'''
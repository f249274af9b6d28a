//! Error types for configuration loading, resolution and validation

use semver::Version;
use std::fmt;

/// Errors produced while registering, resolving or validating build configuration.
///
/// Registration errors (`DuplicateVersion`, `DuplicateNetworkName`, `InvalidGasLimit`,
/// `InvalidCompilerVersion`, `InvalidVersionRequirement`) are returned immediately.
/// The remaining variants are collected into a [`ValidationReport`].
#[derive(Debug, Clone, PartialEq, Eq, thiserror::Error)]
pub enum ConfigError {
    #[error("compiler {version} is registered more than once")]
    DuplicateVersion { version: Version },

    #[error("invalid compiler version `{version}`: {reason}")]
    InvalidCompilerVersion { version: String, reason: String },

    #[error("invalid version requirement `{expression}`: {reason}")]
    InvalidVersionRequirement { expression: String, reason: String },

    #[error("no registered compiler satisfies `{requirement}`")]
    NoMatchingCompiler { requirement: String },

    #[error("source unit `{unit}` cannot be resolved: {reason}")]
    UnresolvedSourceUnit { unit: String, reason: String },

    #[error("compiler {version}: optimizer is enabled with 0 runs")]
    InvalidOptimizerRuns { version: Version },

    #[error("compiler {version} does not support evm target `{evm_version}` (requires >= {minimum})")]
    UnsupportedEvmVersion {
        version: Version,
        evm_version: String,
        minimum: Version,
    },

    #[error("compiler {version}: library `{library}` has a malformed address")]
    MalformedLibraryAddress { version: Version, library: String },

    #[error("network `{name}` is registered more than once")]
    DuplicateNetworkName { name: String },

    #[error("network `{name}` must have a positive gas limit")]
    InvalidGasLimit { name: String },

    #[error("unknown network `{name}`")]
    UnknownNetwork { name: String },

    #[error("network `{network}`: secret `{reference}` is not set")]
    MissingSecret { network: String, reference: String },

    #[error("network `{network}`: malformed rpc endpoint: {reason}")]
    MalformedEndpoint { network: String, reason: String },
}

/// Complete set of errors found by one validation pass.
///
/// Never empty when returned from [`crate::ConfigValidator::validate`].
#[derive(Debug, Clone, PartialEq, Eq)]
pub struct ValidationReport {
    errors: Vec<ConfigError>,
}

impl ValidationReport {
    pub(crate) fn new(errors: Vec<ConfigError>) -> Self {
        Self { errors }
    }

    pub fn errors(&self) -> &[ConfigError] {
        &self.errors
    }

    pub fn len(&self) -> usize {
        self.errors.len()
    }

    pub fn is_empty(&self) -> bool {
        self.errors.is_empty()
    }

    pub fn into_errors(self) -> Vec<ConfigError> {
        self.errors
    }
}

impl fmt::Display for ValidationReport {
    fn fmt(&self, f: &mut fmt::Formatter<'_>) -> fmt::Result {
        write!(f, "configuration has {} error(s)", self.errors.len())?;
        for error in &self.errors {
            write!(f, "\n  - {error}")?;
        }
        Ok(())
    }
}

impl std::error::Error for ValidationReport {}

impl IntoIterator for ValidationReport {
    type Item = ConfigError;
    type IntoIter = std::vec::IntoIter<ConfigError>;

    fn into_iter(self) -> Self::IntoIter {
        self.errors.into_iter()
    }
}
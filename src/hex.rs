//! Strict lowercase hex encode/decode with length validation.
//!
//! Unlike the general-purpose `hex` crate's `decode`, `decode_strict` rejects
//! anything but `[0-9a-f]` of exactly the expected length — no uppercase, no
//! surrounding whitespace, no short/long reads.

use crate::error::Error;

fn is_lower_hex(b: u8) -> bool {
    b.is_ascii_digit() || (b'a'..=b'f').contains(&b)
}

/// Encode bytes as a lowercase hex string.
pub fn encode(bytes: &[u8]) -> String {
    hex::encode(bytes)
}

/// Decode `s` into exactly `expected_len` bytes, accepting uppercase input but
/// rejecting any other deviation (wrong length, non-hex characters,
/// whitespace).
pub fn decode_strict(s: &str, expected_len: usize) -> Result<Vec<u8>, Error> {
    if s.len() != expected_len * 2 {
        return Err(Error::BadIdentifier(s.to_string()));
    }
    if !s.bytes().all(|b| b.is_ascii_hexdigit()) {
        return Err(Error::BadIdentifier(s.to_string()));
    }
    let lower = s.to_ascii_lowercase();
    let mut out = vec![0u8; expected_len];
    hex::decode_to_slice(&lower, &mut out).map_err(|_| Error::BadIdentifier(s.to_string()))?;
    Ok(out)
}

/// Whether `name` is exactly two lowercase hex digits (a subdirectory name).
pub fn is_subdir_name(name: &str) -> bool {
    let bytes = name.as_bytes();
    bytes.len() == 2 && bytes.iter().all(|&b| is_lower_hex(b))
}

/// Whether `tail` (the portion of a blob filename past its directory's
/// prefix) is exactly `len` lowercase hex characters.
pub fn is_lower_hex_run(tail: &str, len: usize) -> bool {
    let bytes = tail.as_bytes();
    bytes.len() == len && bytes.iter().all(|&b| is_lower_hex(b))
}

#[cfg(test)]
mod tests {
    use super::*;

    #[test]
    fn round_trips() {
        let bytes = [0xDEu8, 0xAD, 0xBE, 0xEF];
        let s = encode(&bytes);
        assert_eq!(s, "deadbeef");
        assert_eq!(decode_strict(&s, 4).unwrap(), bytes);
    }

    #[test]
    fn accepts_and_normalizes_uppercase() {
        assert_eq!(decode_strict("DEADBEEF", 4).unwrap(), vec![0xDE, 0xAD, 0xBE, 0xEF]);
    }

    #[test]
    fn rejects_wrong_length() {
        assert!(decode_strict("dead", 4).is_err());
        assert!(decode_strict("deadbeefaa", 4).is_err());
        assert!(decode_strict("", 4).is_err());
    }

    #[test]
    fn rejects_non_hex_and_whitespace() {
        assert!(decode_strict("deadbeeg", 4).is_err());
        assert!(decode_strict(" eadbeef", 4).is_err());
        assert!(decode_strict("deadbeef ", 4).is_err());
    }

    #[test]
    fn subdir_name_validation() {
        assert!(is_subdir_name("ab"));
        assert!(!is_subdir_name("a"));
        assert!(!is_subdir_name("abc"));
        assert!(!is_subdir_name("AB"));
        assert!(!is_subdir_name("zz"));
        assert!(!is_subdir_name("a "));
    }
}
//! Blob handle: a lightweight pointer to content that existed at the time it
//! was returned.

use std::fs::File;
use std::path::PathBuf;

use crate::error::Error;

/// A handle to a stored blob. Holds only a path and a size cached at
/// creation time — it does not own its backing file and may outlive it; a
/// handle returned before a concurrent delete may have its [`open`] call
/// fail afterward.
///
/// [`open`]: Blob::open
#[derive(Clone, Debug)]
pub struct Blob {
    id: String,
    size: u64,
    path: PathBuf,
}

impl Blob {
    pub(crate) fn new(id: String, size: u64, path: PathBuf) -> Self {
        Self { id, size, path }
    }

    /// Lowercase hex identifier of this blob.
    pub fn id(&self) -> &str {
        &self.id
    }

    /// Size in bytes, cached at handle creation.
    pub fn size(&self) -> u64 {
        self.size
    }

    /// Open a fresh input stream over this blob's content.
    pub fn open(&self) -> Result<File, Error> {
        Ok(File::open(&self.path)?)
    }
}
'''
→ **What to work on**: Go through the records above and copy every line holding the word "more".

→ **Output of the task**:
    #[error("compiler {version} is registered more than once")]
    #[error("network `{name}` is registered more than once")]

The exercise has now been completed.